Induzione e punteggio della malattia di Graft-Versus-Host in un modello di Murine Xenogeneico e quantificazione delle cellule T umane nei tessuti del topo utilizzando pcR digitale

Published: May 23, 2019
doi:
10.3791/59107
,
1Department of Microbiology, Molecular Genetics, and Immunology,University of Kansas Medical Center

Summary

Qui, presentiamo un protocollo per indurre e segnare la malattia in un modello di malattia xenogeneica innesto contro ospite (xenoGVHD). xenoGVHD fornisce un modello in vivo per studiare l’immunosoppressione delle cellule T umane. Inoltre, descriviamo come rilevare le cellule T umane nei tessuti con la PCR digitale come strumento per quantificare l’immunosoppressione.

Abstract

La malattia acuta di innesto contro ospite (GVHD) è una limitazione significativa per i pazienti sottoposti a trapianto di cellule staminali ematopoietiche come terapia per carenze ematologiche e neoplasie. Il GVHD acuto si verifica quando le cellule T donatrici riconoscono i tessuti ospiti come un antigene estraneo e montano una risposta immunitaria all’ospite. Gli attuali trattamenti riguardano farmaci immunosoppressori tossici che rendono i pazienti suscettibili di infezione e recidiva.

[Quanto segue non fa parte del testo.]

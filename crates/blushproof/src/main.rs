//! `blushctl` - CLI for blushproof
//!
//! This binary checks and edits the blushproof state of a profile and builds
//! the lists and filters that ship with it.

#![warn(missing_debug_implementations)]
#![deny(unsafe_code)]

use anyhow::{bail, Context, Result};
use clap::Parser;
use tokio::sync::mpsc;
use tracing::info;

use blushproof::cli::{
    BloomCommand, CheckCommand, Cli, Command, ConfigCommand, MakeListCommand, WhitelistCommand,
};
use blushproof::telemetry::{ChannelSink, EventSink, NullSink, TelemetryEvent};
use blushproof::{
    build_shipped_list, init_logging, BloomFilter, Categorizer, Category, Config, ShippedLists,
    SqliteStore,
};

fn main() -> Result<()> {
    let cli = Cli::parse();

    // Initialize logging based on verbosity
    init_logging(cli.verbosity());

    // Load configuration
    let config = Config::load_from(cli.config.clone()).context("failed to load configuration")?;

    // Execute the command
    match cli.command {
        Command::Check(cmd) => with_categorizer(&config, |c| handle_check(c, &cmd)),
        Command::Whitelist(cmd) => with_categorizer(&config, |c| {
            match &cmd {
                WhitelistCommand::Host { host } => {
                    c.whitelist_host(host)?;
                    println!("Whitelisted {host}");
                }
                WhitelistCommand::Query { query } => {
                    c.whitelist_query(query)?;
                    println!("Whitelisted query \"{query}\"");
                }
            }
            Ok(())
        }),
        Command::Blush(cmd) => with_categorizer(&config, |c| {
            c.add_to_blushlist(&cmd.host)?;
            println!("Added {} to the blushlist", cmd.host);
            Ok(())
        }),
        Command::Forget(cmd) => with_categorizer(&config, |c| {
            c.forget_site(&cmd.host)?;
            println!("Forgot {}", cmd.host);
            Ok(())
        }),
        Command::Consent(cmd) => with_categorizer(&config, |c| {
            c.resolve_consent(&cmd.host, cmd.query.as_deref(), cmd.choice.into())?;
            Ok(())
        }),
        Command::Status(cmd) => with_categorizer(&config, |c| handle_status(c, cmd.json)),
        Command::Config(cmd) => handle_config(&config, cmd),
        Command::MakeList(cmd) => handle_make_list(&cmd),
        Command::Bloom(cmd) => handle_bloom(cmd),
    }
}

/// Open the profile's categorizer, run `f`, then log any telemetry events it
/// queued.
fn with_categorizer<F>(config: &Config, f: F) -> Result<()>
where
    F: FnOnce(&mut Categorizer<SqliteStore>) -> Result<()>,
{
    let path = config.database_path();
    let store = SqliteStore::open(&path)
        .with_context(|| format!("failed to open database at {}", path.display()))?;
    let shipped = ShippedLists::from_config(&config.lists).context("failed to load lists")?;

    let (sink, rx) = if config.telemetry.enabled {
        let (sink, rx) = ChannelSink::channel(config.telemetry.queue_capacity);
        (Box::new(sink) as Box<dyn EventSink>, Some(rx))
    } else {
        (Box::new(NullSink) as Box<dyn EventSink>, None)
    };

    let mut categorizer = Categorizer::open(store, config, &shipped, sink)?;
    let result = f(&mut categorizer);

    if let Some(rx) = rx {
        drop(categorizer);
        report_events(rx);
    }
    result
}

fn report_events(mut rx: mpsc::Receiver<TelemetryEvent>) {
    while let Ok(event) = rx.try_recv() {
        info!(event = %event.event, hour = %event.timestamp, "Telemetry event");
    }
}

fn handle_check(categorizer: &Categorizer<SqliteStore>, cmd: &CheckCommand) -> Result<()> {
    let decision = categorizer.decide(&cmd.host, cmd.query.as_deref())?;

    if cmd.json {
        let output = serde_json::json!({
            "blushy": decision.blushy,
            "category": decision.category,
            "excused": decision.excused,
            "intercept": decision.should_intercept(),
        });
        println!("{}", serde_json::to_string_pretty(&output)?);
    } else {
        println!("Host:      {}", cmd.host);
        if let Some(query) = &cmd.query {
            println!("Query:     {query}");
        }
        println!("Blushy:    {}", yes_no(decision.blushy));
        println!(
            "Category:  {}",
            decision.category.as_ref().map_or("-", Category::as_str)
        );
        println!("Excused:   {}", yes_no(decision.excused));
        println!("Intercept: {}", yes_no(decision.should_intercept()));
    }
    Ok(())
}

fn handle_status(categorizer: &Categorizer<SqliteStore>, json: bool) -> Result<()> {
    let stats = categorizer.stats();
    let store = categorizer.store();

    if json {
        let status = serde_json::json!({
            "database_path": store.path(),
            "database_bytes": store.size_bytes(),
            "stats": stats,
        });
        println!("{}", serde_json::to_string_pretty(&status)?);
    } else {
        println!("blushproof status");
        println!("-----------------");
        println!("Database:      {}", store.path().display());
        println!("Key mode:      {}", stats.key_mode);
        println!(
            "Blushlist:     v{} ({} entries)",
            stats.blushlist_version, stats.blushlist_entries
        );
        println!(
            "Searchterms:   v{} ({} entries)",
            stats.searchterms_version, stats.searchterms_entries
        );
        println!("Whitelisted:   {} sites, {} queries", stats.whitelisted_domains, stats.whitelisted_queries);
        for (category, count) in &stats.category_counts {
            let mark = if stats.whitelisted_categories.contains(category) {
                " (whitelisted)"
            } else {
                ""
            };
            println!("  {category:<28} {count}{mark}");
        }
    }
    Ok(())
}

fn handle_config(config: &Config, cmd: ConfigCommand) -> Result<()> {
    match cmd {
        ConfigCommand::Show { json } => {
            if json {
                println!("{}", serde_json::to_string_pretty(config)?);
            } else {
                println!("Current Configuration");
                println!("=====================");
                println!();
                println!("[Storage]");
                println!("  Database path:      {}", config.database_path().display());
                println!();
                println!("[Keys]");
                println!("  Mode:               {}", config.keys.mode);
                println!();
                println!("[Lists]");
                println!(
                    "  Blushlist:          {}",
                    config
                        .lists
                        .blushlist_path
                        .as_ref()
                        .map_or_else(|| "built-in".to_string(), |p| p.display().to_string())
                );
                println!(
                    "  Searchterms:        {}",
                    config
                        .lists
                        .searchterms_path
                        .as_ref()
                        .map_or_else(|| "built-in".to_string(), |p| p.display().to_string())
                );
                println!();
                println!("[Telemetry]");
                println!("  Enabled:            {}", config.telemetry.enabled);
                println!("  Queue capacity:     {}", config.telemetry.queue_capacity);
            }
        }
        ConfigCommand::Path => {
            println!("{}", Config::default_config_path().display());
        }
        ConfigCommand::Validate { file } => {
            let path = file.unwrap_or_else(Config::default_config_path);
            println!("Validating configuration: {}", path.display());
            match Config::load_from(Some(path)) {
                Ok(_) => println!("Configuration is valid."),
                Err(e) => bail!("configuration error: {e}"),
            }
        }
    }
    Ok(())
}

fn handle_make_list(cmd: &MakeListCommand) -> Result<()> {
    let pairs = cmd.pairs().map_err(anyhow::Error::msg)?;

    let mut inputs = Vec::with_capacity(pairs.len());
    for (path, label) in pairs {
        let text = std::fs::read_to_string(&path)
            .with_context(|| format!("can't read {}", path.display()))?;
        let category = Category::parse(&label)?;
        inputs.push((text, category));
    }

    let list = build_shipped_list(
        &cmd.list_version,
        inputs.iter().map(|(text, category)| (text.as_str(), category)),
    )?;
    std::fs::write(&cmd.output, list.to_json_pretty()?)
        .with_context(|| format!("can't write {}", cmd.output.display()))?;

    println!(
        "Wrote {} entries to {} (version {})",
        list.len(),
        cmd.output.display(),
        list.version
    );
    Ok(())
}

fn handle_bloom(cmd: BloomCommand) -> Result<()> {
    match cmd {
        BloomCommand::Build {
            bits,
            input,
            output,
        } => {
            let text = std::fs::read_to_string(&input)
                .with_context(|| format!("can't read {}", input.display()))?;
            let items: Vec<&str> = text
                .lines()
                .map(str::trim)
                .filter(|l| !l.is_empty() && !l.starts_with('#'))
                .collect();
            let filter = BloomFilter::from_items(bits, &items)?;
            std::fs::write(&output, serde_json::to_string(&filter)?)
                .with_context(|| format!("can't write {}", output.display()))?;
            println!(
                "Inserted {} items into {} ({} of {} bits set)",
                items.len(),
                output.display(),
                filter.count_ones(),
                filter.size_in_bits()
            );
        }
        BloomCommand::Probe { filter, items } => {
            let text = std::fs::read_to_string(&filter)
                .with_context(|| format!("can't read {}", filter.display()))?;
            let filter: BloomFilter = serde_json::from_str(&text).context("invalid filter file")?;
            for item in &items {
                let verdict = if filter.probe(item) { "maybe" } else { "no" };
                println!("{item}: {verdict}");
            }
        }
    }
    Ok(())
}

fn yes_no(value: bool) -> &'static str {
    if value {
        "yes"
    } else {
        "no"
    }
}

Così, C’è ricerca in corso per fornire una terapia acuta GVHD che può efficacemente indirizzare le cellule T del donatore e ridurre gli effetti collaterali. Gran parte di questo lavoro pre-clinico utilizza il modello murino xenogeno GVHD (xenoGVHD) che consente di testare le terapie immunosoppressive sulle cellule umane piuttosto che murine cellule in un sistema in vivo. Questo protocollo descrive come indurre xenoGVHD e come accecare e standardizzare il punteggio clinico per garantire risultati coerenti. Inoltre, questo protocollo descrive come utilizzare la PCR digitale per rilevare le cellule T umane nei tessuti dei topi, che possono essere successivamente utilizzate per quantificare l’efficacia delle terapie testate. Il modello xenoGVHD non solo fornisce un modello per testare le terapie GVHD, ma qualsiasi terapia che può sopprimere le cellule T umane, che potrebbe quindi essere applicata a molte malattie infiammatorie.

Introduction

Il trapianto di cellule staminali ematopoietiche allogeniche (HSCT) è diventato un trattamento di routine per i pazienti affetti da neoplasie ematologiche come la leucemia con prognosi infausta. Una complicazione significativa dell’HSCT è la malattia acuta di innesto contro l’ospite (GVHD). Uno studio del 2012 ha riferito che il GVHD acuto si è sviluppato nel 39% dei pazienti con HSCT che hanno ricevuto trapianti da donatori fratelli e 59% dei pazienti sottoposti a trapianto da donatori non correlati1. Il GVHD acuto si verifica quando le cellule T derivate dal donatore attaccano gli organi del destinatario. L’unica terapia di successo per gVHD è il trattamento con farmaci altamente immunosoppressivi2, che sono altamente tossici e aumentano il rischio di infezione e recidiva del tumore. Così, nonostante i miglioramenti che sono stati fatti nella sopravvivenza acuta GVHD negli ultimi anni3,4,5, c’è ancora una necessità critica per il miglioramento delle terapie GVHD con tossicità minima che promuovono la remissione a lungo termine.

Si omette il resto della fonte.